Okay, so the squishy feelings pass. That’s all good. There’s nothing wrong with buying stuff that’s useful, and why not enjoy the adrenaline while it flows. What matters here is the perspective that you bring to your buying decisions, i.e., knowing that while the act of consumption may be a pleasure filled activity, it does not, it cannot, bring any sort of genuine or lasting satisfaction.
Once you’re aware of the limited benefit of consumption, and have knowledge of the social pressure to consume and adorn yourself and your home with status elevating STUFF, you set the stage for a little look-see inside yourself. Meaning, you’re able to bring a whole lot of wisdom to the consumer aisles. Before buying stuff, you’re asking yourself questions that matter, examining your personal values, and considering the costs and benefits of each purchase.
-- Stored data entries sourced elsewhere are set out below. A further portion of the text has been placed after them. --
//! # Jitter policy for retry delays.
//!
//! - [`JitterPolicy::None`]: no randomization, predictable delays
//! - [`JitterPolicy::Full`]: random delay in [0, backoff_delay]
//! - [`JitterPolicy::Equal`]: delay = backoff_delay/2 + random[0, backoff_delay/2]

use rand::Rng;
use serde::Deserialize;
use std::time::Duration;

/// Policy controlling randomization of retry delays.
///
/// Nodes powered up together see the same bus faults at the same moment;
/// jitter spreads their retries apart.
#[derive(Clone, Copy, Debug, Default, PartialEq, Eq, Deserialize)]
#[serde(rename_all = "lowercase")]
pub enum JitterPolicy {
    /// No jitter: use exact backoff delay.
    #[default]
    None,

    /// Full jitter: random delay in [0, backoff_delay].
    Full,

    /// Equal jitter: delay = backoff_delay/2 + random[0, backoff_delay/2].
    ///
    /// Preserves ~75% of the original backoff on average.
    Equal,
}

impl JitterPolicy {
    /// Applies jitter to the given delay.
    pub fn apply(&self, delay: Duration) -> Duration {
        match self {
            JitterPolicy::None => delay,
            JitterPolicy::Full => full_jitter(delay),
            JitterPolicy::Equal => equal_jitter(delay),
        }
    }
}

/// Full jitter: random[0, delay]
fn full_jitter(delay: Duration) -> Duration {
    let ms = delay.as_millis() as u64;
    if ms == 0 {
        return Duration::ZERO;
    }
    Duration::from_millis(rand::rng().random_range(0..=ms))
}

/// Equal jitter: delay/2 + random[0, delay/2]
fn equal_jitter(delay: Duration) -> Duration {
    let ms = delay.as_millis() as u64;
    if ms == 0 {
        return Duration::ZERO;
    }
    let half = ms / 2;
    let jitter = if half == 0 {
        0
    } else {
        rand::rng().random_range(0..=half)
    };
    Duration::from_millis(half + jitter)
}

#[cfg(test)]
mod tests {
    use super::*;

    #[test]
    fn none_is_identity() {
        let d = Duration::from_secs(3);
        assert_eq!(JitterPolicy::None.apply(d), d);
    }

    #[test]
    fn zero_delay_stays_zero() {
        assert_eq!(JitterPolicy::Full.apply(Duration::ZERO), Duration::ZERO);
        assert_eq!(JitterPolicy::Equal.apply(Duration::ZERO), Duration::ZERO);
    }

    #[test]
    fn deserializes_lowercase() {
        #[derive(Deserialize)]
        struct Wrap {
            jitter: JitterPolicy,
        }
        let w: Wrap = toml::from_str("jitter = \"equal\"").expect("valid toml");
        assert_eq!(w.jitter, JitterPolicy::Equal);
    }
}
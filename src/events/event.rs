//! # Lifecycle events emitted by the supervisor.
//!
//! [`EventKind`] classifies events into:
//! - **Bring-up**: construction, start attempts, compatibility, backoff
//! - **Dependency**: time sync start/failure
//! - **Steady state**: operational entry, spin failures, health and clock reports
//! - **Terminal**: halt
//! - **Subscriber**: overflow/panic of event consumers
//!
//! ## Ordering guarantees
//! Each event has a globally unique sequence number (`seq`) that increases monotonically.
//!
//! ## Example
//! ```rust
//! use nodevisor::{Event, EventKind, NodeId};
//!
//! let ev = Event::new(EventKind::NetworkConflict)
//!     .with_attempt(1)
//!     .with_node(NodeId::new(42));
//!
//! assert_eq!(ev.kind, EventKind::NetworkConflict);
//! assert_eq!(ev.node, Some(NodeId::new(42)));
//! ```

use std::sync::Arc;
use std::sync::atomic::{AtomicU64, Ordering as AtomicOrdering};
use std::time::{Duration, SystemTime};

use crate::core::DiagnosticSnapshot;
use crate::error::ErrorCode;
use crate::hal::{ClockReading, NodeId};

/// Global sequence counter for event ordering.
static EVENT_SEQ: AtomicU64 = AtomicU64::new(1);

/// Classification of lifecycle events.
#[derive(Debug, Clone, Copy, PartialEq, Eq)]
pub enum EventKind {
    // === Bring-up ===
    /// The protocol node was constructed and named.
    ///
    /// Sets: `node` (own identity), `reason` (node name)
    NodeConstructed,

    /// A bring-up attempt is calling `start()`.
    ///
    /// Sets: `attempt` (1-based)
    StartAttempt,

    /// `start()` or the compatibility check returned a negative code.
    ///
    /// Sets: `attempt`, `code`, `reason`
    StartFailed,

    /// `start()` succeeded; the compatibility check is about to run.
    ///
    /// Sets: `attempt`
    CompatibilityChecking,

    /// Another peer holds our identity.
    ///
    /// Sets: `attempt`, `node` (conflicting peer)
    NetworkConflict,

    /// The next bring-up attempt is scheduled.
    ///
    /// Sets: `attempt` (failed attempt), `delay_ms`, `reason`
    BackoffScheduled,

    /// Node is started and network-compatible.
    ///
    /// Sets: `attempt` (total attempts)
    BringUpComplete,

    // === Time sync ===
    /// Bring-up done; the time sync slave is being started.
    TimeSyncStarting,

    /// Time sync slave started.
    TimeSyncStarted,

    /// Time sync slave failed to start (fatal).
    ///
    /// Sets: `code`
    TimeSyncFailed,

    // === Steady state ===
    /// Diagnostics spin loop entered.
    Operational,

    /// One spin returned an error or overran its bound.
    ///
    /// Sets: `attempt` (iteration), `code`, `reason`
    SpinFailed,

    /// One per spin iteration.
    ///
    /// Sets: `attempt` (iteration), `node` (sync master), `snapshot`
    HealthReport,

    /// One per activity-indicator cycle.
    ///
    /// Sets: `attempt` (cycle), `clock`
    ClockReport,

    // === Terminal ===
    /// The fatal halt handler took over.
    ///
    /// Sets: `code`, `reason`
    Halted,

    // === Subscribers ===
    /// A subscriber dropped an event (queue full or closed).
    ///
    /// Sets: `reason`
    SubscriberOverflow,

    /// A subscriber panicked while handling an event.
    ///
    /// Sets: `reason`
    SubscriberPanicked,
}

/// Lifecycle event with optional metadata.
///
/// - `seq`: monotonic global sequence for ordering
/// - `at`: wall-clock timestamp (for logs)
/// - other optional fields are set depending on the [`EventKind`]
#[derive(Clone, Debug)]
pub struct Event {
    /// Globally unique, monotonically increasing sequence number.
    pub seq: u64,
    /// Wall-clock timestamp.
    pub at: SystemTime,
    /// Event classification.
    pub kind: EventKind,

    /// Bring-up attempt, spin iteration or indicator cycle (1-based).
    pub attempt: Option<u32>,
    /// Collaborator status code.
    pub code: Option<ErrorCode>,
    /// Node identity relevant to the event (conflicting peer, sync master, self).
    pub node: Option<NodeId>,
    /// Backoff delay in milliseconds.
    pub delay_ms: Option<u32>,
    /// Human-readable detail.
    pub reason: Option<Arc<str>>,
    /// Diagnostic snapshot (health reports).
    pub snapshot: Option<Arc<DiagnosticSnapshot>>,
    /// Clock statistics (clock reports).
    pub clock: Option<ClockReading>,
}

impl Event {
    /// Creates a new event of the given kind with current timestamp and next sequence number.
    pub fn new(kind: EventKind) -> Self {
        Self {
            seq: EVENT_SEQ.fetch_add(1, AtomicOrdering::Relaxed),
            at: SystemTime::now(),
            kind,
            attempt: None,
            code: None,
            node: None,
            delay_ms: None,
            reason: None,
            snapshot: None,
            clock: None,
        }
    }

    #[inline]
    pub fn with_attempt(mut self, n: u32) -> Self {
        self.attempt = Some(n);
        self
    }

    #[inline]
    pub fn with_code(mut self, code: ErrorCode) -> Self {
        self.code = Some(code);
        self
    }

    #[inline]
    pub fn with_node(mut self, node: NodeId) -> Self {
        self.node = Some(node);
        self
    }

    /// Attaches a delay (stored as milliseconds, saturating).
    #[inline]
    pub fn with_delay(mut self, d: Duration) -> Self {
        let ms = d.as_millis().min(u128::from(u32::MAX)) as u32;
        self.delay_ms = Some(ms);
        self
    }

    #[inline]
    pub fn with_reason(mut self, reason: impl Into<Arc<str>>) -> Self {
        self.reason = Some(reason.into());
        self
    }

    #[inline]
    pub fn with_snapshot(mut self, snapshot: DiagnosticSnapshot) -> Self {
        self.snapshot = Some(Arc::new(snapshot));
        self
    }

    #[inline]
    pub fn with_clock(mut self, clock: ClockReading) -> Self {
        self.clock = Some(clock);
        self
    }

    /// Creates a subscriber overflow event.
    pub fn subscriber_overflow(subscriber: &'static str, reason: &'static str) -> Self {
        Event::new(EventKind::SubscriberOverflow)
            .with_reason(format!("subscriber={subscriber} reason={reason}"))
    }

    /// Creates a subscriber panic event.
    pub fn subscriber_panicked(subscriber: &'static str, info: String) -> Self {
        Event::new(EventKind::SubscriberPanicked)
            .with_reason(format!("subscriber={subscriber} info={info}"))
    }
}

#[cfg(test)]
mod tests {
    use super::*;

    #[test]
    fn sequence_is_monotonic() {
        let a = Event::new(EventKind::StartAttempt);
        let b = Event::new(EventKind::StartAttempt);
        assert!(b.seq > a.seq);
    }

    #[test]
    fn delay_saturates() {
        let ev = Event::new(EventKind::BackoffScheduled).with_delay(Duration::from_secs(u64::MAX));
        assert_eq!(ev.delay_ms, Some(u32::MAX));
    }
}
//! Collaborator seams.
//!
//! The supervisor never reaches into process-wide statics. Everything it talks
//! to is injected through one of these traits:
//!
//! - [`CanTransport`] CAN driver: per-interface error counters and activity flag
//! - [`ProtocolNode`] protocol engine: start, compatibility check, spin, logger, allocator
//! - [`TimeSyncSlave`] time synchronization consumer bound to the node
//! - [`PlatformClock`] UTC clock with adjustment statistics
//! - [`Indicator`] single boolean output (status LED)
//!
//! ```text
//!                 ┌──────────────┐
//!                 │  Supervisor  │
//!                 └──┬────────┬──┘
//!     supervisory    │        │   activity task
//!        task        ▼        ▼
//!   ProtocolNode  TimeSyncSlave   CanTransport ◄─── (both tasks, read-only)
//!                                 PlatformClock ◄── (both tasks, read-only)
//!                                 Indicator     ◄── (activity task / halt)
//! ```

mod clock;
mod indicator;
mod protocol;
mod time_sync;
mod transport;
mod types;

pub use clock::{ClockReading, PlatformClock};
pub use indicator::Indicator;
pub use protocol::ProtocolNode;
pub use time_sync::TimeSyncSlave;
pub use transport::CanTransport;
pub use types::{AllocatorUsage, CompatibilityOutcome, LogLevel, NodeHealth, NodeId};
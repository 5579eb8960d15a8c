use std::time::Duration;

/// Read-only view of the platform clock that time sync adjusts.
pub trait PlatformClock: Send + Sync + 'static {
    /// Current UTC time since the Unix epoch.
    fn utc(&self) -> Duration;

    /// Most recent adjustment applied to UTC, in microseconds (signed).
    fn prev_utc_adjustment_usec(&self) -> i64;

    /// Current speed correction, in parts per million.
    fn utc_speed_correction_ppm(&self) -> f32;

    /// Number of step adjustments ("jumps") applied so far.
    fn utc_jump_count(&self) -> u32;

    /// Reads every statistic at once.
    fn read(&self) -> ClockReading {
        ClockReading {
            utc: self.utc(),
            prev_adjustment_usec: self.prev_utc_adjustment_usec(),
            speed_correction_ppm: self.utc_speed_correction_ppm(),
            jump_count: self.utc_jump_count(),
        }
    }
}

/// One reading of [`PlatformClock`].
#[derive(Clone, Copy, Debug, Default, PartialEq)]
pub struct ClockReading {
    pub utc: Duration,
    pub prev_adjustment_usec: i64,
    pub speed_correction_ppm: f32,
    pub jump_count: u32,
}

impl ClockReading {
    /// Whole UTC seconds.
    #[inline]
    pub fn utc_secs(&self) -> u64 {
        self.utc.as_secs()
    }
}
When this happens, when you reflect on yourself like this, your values inform your buying decisions. And the beauty of walking through this process is that peace of mind and clarity follow simply because you have considered who you are, thought about your needs and wants, and thoughtfully determined whether the stuff you want to buy is a good fit for you.
Return of the Buddha
The Middle Way avoids the extreme of overindulgence or reliance upon pleasure for perfect happiness. In a consumer society, stuff may claim to offer permanent happiness. We may think, if we can only get enough of it we will be happy. The marketing pitch, whether through advertisement, movies or other misleading portrayals, can be intoxicating.
If we fall for the delusion that sensual pleasure, i.e., seeing, hearing, tasting, touching, thinking, whatever it may be, is going to provide lasting happiness, then we are lost because lasting happiness is an inside job. Healthy, happy people find a Middle Way, their own Middle Way, that speaks to Balance, and are grateful for what they have.